Strapping Down a Boat
Step 1: Loop your boat strap around both sides of the trailer/rack arm so that the strap is doubled over the hull of the boat. Make sure that the strap rests flat on the underside of the trailer/rack arm and the hull of the boat with no twists. A good check for this is to make sure the writing is facing towards you (not the boat) on both sides.
Step 2: Pull the strap tight so that the buckle rests on the bottom of the trailer/rack arm. To get to this point, start with the buckle on the bottom corner of the trailer/rack arm that is closest to the clasp of the buckle (as opposed to the strap side) with the strap somewhat snug. Tighten the strap by pulling the buckle around the bottom corner of the trailer/rack arm and on to the bottom of the trailer/rack arm.
The buckle should be snug against the bottom of the trailer/rack arm. The buckle is placed at the bottom of the trailer rung so that it does not make contact with the delicate painted surface of the boat. The boat should be tight enough at this point, that you can grab it and not be able to shake it free.
Step 3: Take the loose end of the strap in your hand, leading away from the buckle. Pass the loose end of the strap around the back side of the tightened strap that is looped around the hull of the boat. It is best to start from whichever side is on the clasp side of the buckle so that after you feed the strap end between both tightened and the boat it will be pointing away from the clasp.
Step 4: Repeat step number three so that you make a loop with the loose end of the strap.

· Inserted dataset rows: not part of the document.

/// Popup UI for the Tab Orbit extension

use std::rc::Rc;

use yew::prelude::*;
use web_sys::HtmlInputElement;
use patternfly_yew::prelude::*;

use crate::controller::Controller;
use crate::operations::SortOrder;
use crate::session::{Session, SessionAction};
use crate::ui::adapter::render_node;
use crate::ui::bridge::BrowserHost;
use crate::view::{Binding, ViewKind};

#[derive(Clone, PartialEq)]
enum AppState {
    Loading,
    Ready,
    Error(String),
}

#[function_component(App)]
pub fn app() -> Html {
    let state = use_state(|| AppState::Loading);
    // Reducer dispatch, not clone-and-set: a close completion can land
    // after later edits, and it has to apply to the state it finds then.
    let session = use_reducer(Session::new);
    let controller = use_memo((), |_| Controller::new(Rc::new(BrowserHost)));

    // Query the tab snapshot once on mount
    {
        let state = state.clone();
        let session = session.clone();
        let controller = controller.clone();
        use_effect_with((), move |_| {
            controller.load(Box::new(move |result| match result {
                Ok(snapshot) => {
                    session.dispatch(SessionAction::Ingest(snapshot));
                    state.set(AppState::Ready);
                }
                Err(e) => {
                    state.set(AppState::Error(format!("Failed to load tabs: {}", e)));
                }
            }));
            || ()
        });
    }

    // Search handler
    let on_search_input = {
        let session = session.clone();
        Callback::from(move |e: InputEvent| {
            if let Some(input) = e.target_dyn_into::<HtmlInputElement>() {
                session.dispatch(SessionAction::SetSearch(input.value()));
            }
        })
    };

    // Sort toggle handler
    let on_toggle_sort = {
        let session = session.clone();
        Callback::from(move |_| session.dispatch(SessionAction::ToggleSort))
    };

    // View switcher handlers
    let on_view_click = {
        let session = session.clone();
        move |view: ViewKind| {
            let session = session.clone();
            Callback::from(move |_| session.dispatch(SessionAction::SetView(view)))
        }
    };

    // Clicks coming out of the rendered view
    let on_action = {
        let session = session.clone();
        let controller = controller.clone();
        Callback::from(move |binding: Binding| match binding {
            Binding::Activate(id) => {
                controller.activate(id);
            }
            Binding::Remove(id) => {
                let session = session.clone();
                controller.remove(
                    id,
                    Box::new(move || session.dispatch(SessionAction::Remove(id))),
                );
            }
            Binding::ToggleGroup(category) => {
                session.dispatch(SessionAction::ToggleGroup(category));
            }
        })
    };

    let sort_label = match session.order() {
        SortOrder::Ascending => "Sort A-Z",
        SortOrder::Descending => "Sort Z-A",
    };

    html! {
        <div class="padding-20">
            <h1 class="popup-title">{"Tab Orbit"}</h1>

            <div class="search-container">
                <input
                    type="text"
                    placeholder="Search by title or domain..."
                    value={session.search().to_string()}
                    oninput={on_search_input}
                    class="search-input"
                />
                <Button onclick={on_toggle_sort} variant={ButtonVariant::Secondary}>
                    {sort_label}
                </Button>
            </div>

            // View navigation
            <div class="pf-v5-c-tabs tabs-nav">
                <ul class="pf-v5-c-tabs__list">
                    {for ViewKind::ALL.iter().map(|&view| html! {
                        <li class={if session.view() == view { "pf-v5-c-tabs__item pf-m-current" } else { "pf-v5-c-tabs__item" }}>
                            <button
                                class="pf-v5-c-tabs__link"
                                onclick={on_view_click(view)}
                            >
                                <span class="pf-v5-c-tabs__item-text">{view.display()}</span>
                            </button>
                        </li>
                    })}
                </ul>
            </div>

            <p class="tab-count">{session.status_line()}</p>

            // Status display
            {match &*state {
                AppState::Loading => html! {
                    <div class="loading-text-center">
                        <Spinner />
                        <p class="loading-text">{"Loading tabs..."}</p>
                    </div>
                },
                AppState::Error(err) => html! {
                    <div class="message-top-margin">
                        <Alert r#type={AlertType::Danger} title={"Error"} inline={true}>
                            {err.clone()}
                        </Alert>
                    </div>
                },
                AppState::Ready => html! {
                    <div class="view-container">
                        {render_node(&session.render(), &on_action)}
                    </div>
                },
            }}

            <p class="footer-popup">
                {"Tab Orbit v0.1.0"}
            </p>
        </div>
    }
}
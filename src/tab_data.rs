/// Data structures for Tab Orbit
use serde::Deserialize;

use crate::category::{Category, categorize_host};
use crate::domain::extract_domain;

/// Browser tab identifier, unique among currently open tabs.
pub type TabId = i32;

/// Raw tab descriptor as delivered by the host browser's snapshot query.
/// Only deserialized: records cross the bridge inbound, never back out.
#[derive(Debug, Clone, PartialEq, Deserialize)]
pub struct RawTab {
    pub id: TabId,
    /// The browser can omit titles; missing ones ingest as empty.
    #[serde(default)]
    pub title: String,
    pub url: String,
}

impl RawTab {
    pub fn new(id: TabId, title: &str, url: &str) -> RawTab {
        RawTab {
            id,
            title: title.to_string(),
            url: url.to_string(),
        }
    }
}

/// Coarse recency buckets for the timeline view.
#[derive(Debug, Clone, Copy, PartialEq, Eq, Hash)]
pub enum Timeframe {
    JustNow,
    LastHour,
    Today,
    Yesterday,
}

impl Timeframe {
    /// Bucket order. The timeline view renders in exactly this order.
    pub const ALL: [Timeframe; 4] = [
        Timeframe::JustNow,
        Timeframe::LastHour,
        Timeframe::Today,
        Timeframe::Yesterday,
    ];

    /// Canonical display casing. All grouping compares enum values, so the
    /// label casing can never drift between ingestion and rendering.
    pub fn label(self) -> &'static str {
        match self {
            Timeframe::JustNow => "Just Now",
            Timeframe::LastHour => "Last Hour",
            Timeframe::Today => "Today",
            Timeframe::Yesterday => "Yesterday",
        }
    }
}

/// A fully ingested tab record.
///
/// `domain` and `category` are derived from `url` exactly once, here; they
/// are never recomputed for a live record.
#[derive(Debug, Clone, PartialEq)]
pub struct Tab {
    pub id: TabId,
    pub title: String,
    pub url: String,
    pub domain: String,
    pub category: Category,
    pub last_accessed: Timeframe,
}

impl Tab {
    /// Ingest one snapshot descriptor.
    ///
    /// There is no live access tracking: every tab enters in the
    /// most-recent bucket.
    pub fn from_raw(raw: RawTab) -> Tab {
        let domain = extract_domain(&raw.url);
        let category = categorize_host(&domain);
        Tab {
            id: raw.id,
            title: raw.title,
            url: raw.url,
            domain,
            category,
            last_accessed: Timeframe::JustNow,
        }
    }
}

Step 5: Take the end of the strap and pass it down through the newly created loop. It is best if you angle the loose end to the outside of the trailer/rack arm of the clasp edge of the buckle.
Step 6: Making sure that you have the entire excess strap pulled away from the buckle, pull the loose end of the strap through the loop and pull tight. The two sides of the strap against the hull will cinch together.
Step 7: Take the remaining loose strap and wrap it around the trailer/rack arm in front of the buckle on the trailer/rack arm, or beneath the boat. It is very important that you do not wrap the excess around the buckle, as under extreme conditions it could loosen the buckle. Use electrical tape to secure the loose end of the strap.
Untie Straps: To undo the strap, don’t waste time fighting the knot that you just created by picking at it with your fingers. Take the loose end of the strap; pass it behind the back of the knot by going opposite the direction that you used to create the loop in Step 4. Give the loose end of the strap a good tug and the knot should pop right open!